Can large clusters of GPUs lead us to ExaScale?
William Sawyer, Swiss National Supercomputing Centre (CSCS)
The Swiss National Supercomputing Centre (CSCS) possesses, among others, Piz Daint, a computing platform with 5,272 nodes, each with one Intel Xeon E5-2670 (Sandybridge) CPU and one NVIDIA Tesla K20x graphics processing unit (GPU). The accelerators help give this platform the 6th place (6.7 PFlops) in the www.top500.org list, and their low power consumption (3.1 GFlops/W on www.green500.org) makes it the most energy-efficient PetaFlop/s machine in the world. However, realizing the full potential of the machine is fraught with challenges: Additional software development to port customer applications to the GPUs, and scaling applications to the full extent of the machine requires considerable forethought. The step to exascale will only exacerbate the challenges.

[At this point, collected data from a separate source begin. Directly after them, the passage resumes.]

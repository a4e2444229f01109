// Transport Traits and Core Types
// Defines the peer-facing seams (client, session, handler) and the types shared by all implementations

use crate::sync::Message;
use async_trait::async_trait;
use serde::{Deserialize, Serialize};
use std::fmt;
use std::str::FromStr;
use std::time::Duration;
use thiserror::Error;

// ============================================================================
// TRANSPORT CONFIG
// ============================================================================

/// Maximum encoded size of a single frame
pub const DEFAULT_MAX_FRAME_SIZE: usize = 16 * 1024 * 1024;

/// Base configuration for all transport types
#[derive(Debug, Clone, Serialize, Deserialize)]
pub struct TransportConfig {
    /// Maximum number of simultaneous inbound connections
    pub max_connections: u32,
    /// Connection timeout in seconds
    pub connection_timeout_secs: u32,
    /// Request/response timeout in seconds
    pub message_timeout_secs: u32,
    /// Largest frame accepted or sent
    pub max_frame_size: usize,
}

impl Default for TransportConfig {
    fn default() -> Self {
        Self {
            max_connections: 100,
            connection_timeout_secs: 5,
            message_timeout_secs: 10,
            max_frame_size: DEFAULT_MAX_FRAME_SIZE,
        }
    }
}

impl TransportConfig {
    pub fn new() -> Self {
        Self::default()
    }

    pub fn with_max_connections(mut self, max: u32) -> Self {
        self.max_connections = max;
        self
    }

    pub fn with_connection_timeout(mut self, secs: u32) -> Self {
        self.connection_timeout_secs = secs;
        self
    }

    pub fn with_message_timeout(mut self, secs: u32) -> Self {
        self.message_timeout_secs = secs;
        self
    }

    pub fn with_max_frame_size(mut self, size: usize) -> Self {
        self.max_frame_size = size;
        self
    }

    pub fn connection_timeout(&self) -> Duration {
        Duration::from_secs(self.connection_timeout_secs as u64)
    }

    pub fn message_timeout(&self) -> Duration {
        Duration::from_secs(self.message_timeout_secs as u64)
    }

    /// Validate the configuration
    pub fn validate(&self) -> Result<(), TransportError> {
        if self.max_connections == 0 {
            return Err(TransportError::InvalidConfig("max_connections cannot be 0".to_string()));
        }
        if self.max_frame_size == 0 {
            return Err(TransportError::InvalidConfig("max_frame_size cannot be 0".to_string()));
        }
        Ok(())
    }
}

// ============================================================================
// PEER ADDRESS
// ============================================================================

/// Network address of a peer node
///
/// Parsed from `host:port`, optionally prefixed with `tcp://` or `http://`.
#[derive(Debug, Clone, PartialEq, Eq, Hash, PartialOrd, Ord, Serialize, Deserialize)]
pub struct PeerAddress {
    host: String,
    port: u16,
}

impl PeerAddress {
    /// Create a TCP address
    pub fn tcp(host: &str, port: u16) -> Self {
        Self {
            host: host.to_string(),
            port,
        }
    }

    pub fn host(&self) -> &str {
        &self.host
    }

    pub fn port(&self) -> u16 {
        self.port
    }

    /// `host:port` form suitable for connecting
    pub fn socket_string(&self) -> String {
        format!("{}:{}", self.host, self.port)
    }
}

impl fmt::Display for PeerAddress {
    fn fmt(&self, f: &mut fmt::Formatter<'_>) -> fmt::Result {
        write!(f, "tcp://{}:{}", self.host, self.port)
    }
}

impl FromStr for PeerAddress {
    type Err = TransportError;

    fn from_str(s: &str) -> Result<Self, Self::Err> {
        let trimmed = s.trim();
        let rest = ["tcp://", "http://", "https://"]
            .iter()
            .find_map(|scheme| trimmed.strip_prefix(scheme))
            .unwrap_or(trimmed)
            .trim_end_matches('/');

        let (host, port) = rest
            .rsplit_once(':')
            .ok_or_else(|| TransportError::InvalidAddress(s.to_string()))?;
        if host.is_empty() {
            return Err(TransportError::InvalidAddress(s.to_string()));
        }
        let port = port
            .parse::<u16>()
            .map_err(|_| TransportError::InvalidAddress(s.to_string()))?;

        Ok(Self::tcp(host, port))
    }
}

// ============================================================================
// TRANSPORT STATE
// ============================================================================

/// State of a listening transport
#[derive(Debug, Clone, PartialEq, Eq, Serialize, Deserialize, Default)]
pub enum TransportState {
    #[default]
    Stopped,
    Starting,
    Running,
    Stopping,
    Error(String),
}

impl TransportState {
    /// Check if transition to another state is valid
    pub fn can_transition_to(&self, target: &TransportState) -> bool {
        matches!(
            (self, target),
            (Self::Stopped, Self::Starting)
                | (Self::Starting, Self::Running)
                | (Self::Starting, Self::Error(_))
                | (Self::Running, Self::Stopping)
                | (Self::Running, Self::Error(_))
                | (Self::Stopping, Self::Stopped)
                | (Self::Error(_), Self::Stopped)
                | (Self::Error(_), Self::Starting)
        )
    }
}

// ============================================================================
// TRANSPORT ERRORS
// ============================================================================

/// Errors that can occur talking to a peer
#[derive(Debug, Clone, Error)]
pub enum TransportError {
    #[error("Connection failed: {0}")]
    ConnectionFailed(String),

    #[error("Send failed: {0}")]
    SendFailed(String),

    #[error("Receive failed: {0}")]
    ReceiveFailed(String),

    #[error("Connection closed by peer")]
    ConnectionClosed,

    #[error("Operation timed out")]
    Timeout,

    #[error("Invalid address: {0}")]
    InvalidAddress(String),

    #[error("Maximum connections reached")]
    MaxConnectionsReached,

    #[error("Transport already running")]
    AlreadyRunning,

    #[error("Invalid configuration: {0}")]
    InvalidConfig(String),

    #[error("Serialization error: {0}")]
    SerializationError(String),

    #[error("Frame of {0} bytes exceeds the limit")]
    PayloadTooLarge(usize),
}

impl TransportError {
    /// Check if this is a timeout error
    pub fn is_timeout(&self) -> bool {
        matches!(self, Self::Timeout)
    }

    /// Check if the connection is still usable after this error
    pub fn is_retryable(&self) -> bool {
        matches!(
            self,
            Self::Timeout
                | Self::ConnectionFailed(_)
                | Self::ConnectionClosed
                | Self::SendFailed(_)
                | Self::ReceiveFailed(_)
        )
    }
}

// ============================================================================
// SEAMS
// ============================================================================

/// Something that answers protocol messages (a node)
#[async_trait]
pub trait MessageHandler: Send + Sync {
    /// Handle one message; `Some` is sent back to the requester
    async fn handle_message(&self, message: Message) -> Option<Message>;
}

/// A long-lived outbound channel to one peer
#[async_trait]
pub trait PeerSession: Send {
    /// Push a message; no reply is expected
    async fn send(&mut self, message: &Message) -> Result<(), TransportError>;
}

/// Outbound access to peers
#[async_trait]
pub trait PeerClient: Send + Sync {
    /// Send a request and wait for its single reply
    async fn request(
        &self,
        address: &PeerAddress,
        message: Message,
    ) -> Result<Message, TransportError>;

    /// Open a persistent session for fire-and-forget pushes
    async fn open_session(
        &self,
        address: &PeerAddress,
    ) -> Result<Box<dyn PeerSession>, TransportError>;
}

In this talk we present various techniques used in porting several of our mainstream user applications. These techniques include the development of a domain specific embedded language to support finite difference methods combined with a full rewrite to utilize this DSEL, the use of the NVIDIA CUDA/C++ programming language, as well as the use of OpenACC accelerator directives to approach a "single-source" programming paradigm. We also present our experience in "jump-starting" application development by the users themselves during the first European OpenACC hackathon (EuroHack15). We report an honest mix of experiences: there are deficiencies and strengths in all the existing paradigms, and while certain applications scale strongly to petascale (and perhaps later to exascale), others can only achieve this through weak scalability.